A oposição, encabeçada pelo Partido dos Trabalhadores (PT), não perdeu tempo. Rapidamente começaram a divulgar o vídeo, alertando a população com a seguinte narrativa: “Olha, quem está querendo taxar o Pix e negociá-lo com bancos americanos que exploram o sistema é o Eduardo Bolsonaro”. Ao tentar defender o pai, Eduardo entregou de bandeja no colo do governo atual a agenda mais fácil e popular do Brasil hoje: a de defender o Pix.

A Grande Ironia: Os Milhões em Pix e o Isolamento Familiar

A discussão no estúdio também trouxe à tona uma das maiores ironias dessa história toda.

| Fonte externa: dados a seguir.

//! Password hashing and verification using Argon2id.

use argon2::password_hash::SaltString;
use argon2::password_hash::rand_core::OsRng;
use argon2::{Argon2, PasswordHasher, PasswordVerifier};
use thiserror::Error;

#[derive(Debug, Error)]
#[error("password crypto failure: {0}")]
pub struct PasswordError(String);

/// Hash a plaintext password into a PHC-format Argon2id string.
pub fn hash_password(password: &str) -> Result<String, PasswordError> {
    let salt = SaltString::generate(&mut OsRng);
    Argon2::default()
        .hash_password(password.as_bytes(), &salt)
        .map(|hash| hash.to_string())
        .map_err(|e| PasswordError(format!("hash error: {e}")))
}

/// Verify a plaintext password against a stored PHC-format hash.
///
/// Returns `Ok(false)` on mismatch; `Err` only when the stored hash itself
/// is unusable.
pub fn verify_password(password: &str, hash: &str) -> Result<bool, PasswordError> {
    let parsed = argon2::PasswordHash::new(hash)
        .map_err(|e| PasswordError(format!("invalid hash format: {e}")))?;

    match Argon2::default().verify_password(password.as_bytes(), &parsed) {
        Ok(()) => Ok(true),
        Err(argon2::password_hash::Error::Password) => Ok(false),
        Err(e) => Err(PasswordError(format!("verify error: {e}"))),
    }
}

#[cfg(test)]
mod tests {
    use super::*;

    #[test]
    fn hash_then_verify() {
        let hash = hash_password("s3cret-plant").unwrap();
        assert!(verify_password("s3cret-plant", &hash).unwrap());
        assert!(!verify_password("wrong", &hash).unwrap());
    }

    #[test]
    fn malformed_hash_is_an_error() {
        assert!(verify_password("anything", "not-a-phc-hash").is_err());
    }
}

Enquanto o ex-presidente demonstrava não saber o que era o Pix em 2020, ele se tornou um dos maiores beneficiários diretos do sistema alguns anos depois.

Foi lembrado que, segundo relatórios oficiais do COAF (Conselho de Controle de Atividades Financeiras), Jair Bolsonaro recebeu em sua conta pessoal, apenas no primeiro semestre de 2023, a impressionante quantia de R$ 17.200.000 (dezessete milhões e duzentos mil reais) vindos exclusivamente de transferências via Pix realizadas por seus apoiadores para pagar multas judiciais. Uma pequena alfinetada foi dada ao vivo: hoje em dia, ele certamente “entende muito de Pix”.

Apesar das críticas pesadas e do claro prejuízo político para o partido, a cúpula do PL se vê de mãos atadas. Quando questionados pela imprensa sobre como iriam lidar com essas declarações que atrapalham as campanhas locais, uma fonte ligada ao topo do partido foi enfática: “Não há como enquadrar o Eduardo Bolsonaro”. Sendo parte da família, ele possui uma blindagem que o torna inatingível pelas lideranças partidárias tradicionais, deixando o PL como um verdadeiro refém das declarações impulsivas da família.

Em suma, o episódio do “Pix na mesa de negociações” serve como um estudo de caso clássico de comunicação política desastrosa. Ao tentar reescrever a história e se apropriar de um sucesso institucional desenvolvido por servidores do Estado, Eduardo Bolsonaro não apenas foi desmentido por vídeos antigos do próprio pai, como também irritou aliados, isolou seu grupo político nesta pauta e forneceu o discurso perfeito para a oposição. No fim das contas, a infraestrutura criada pelos técnicos do Banco Central permanece firme e inabalável no bolso e nos celulares dos brasileiros, alheia às tentativas de uso político que acabam, invariavelmente, virando piada nacional.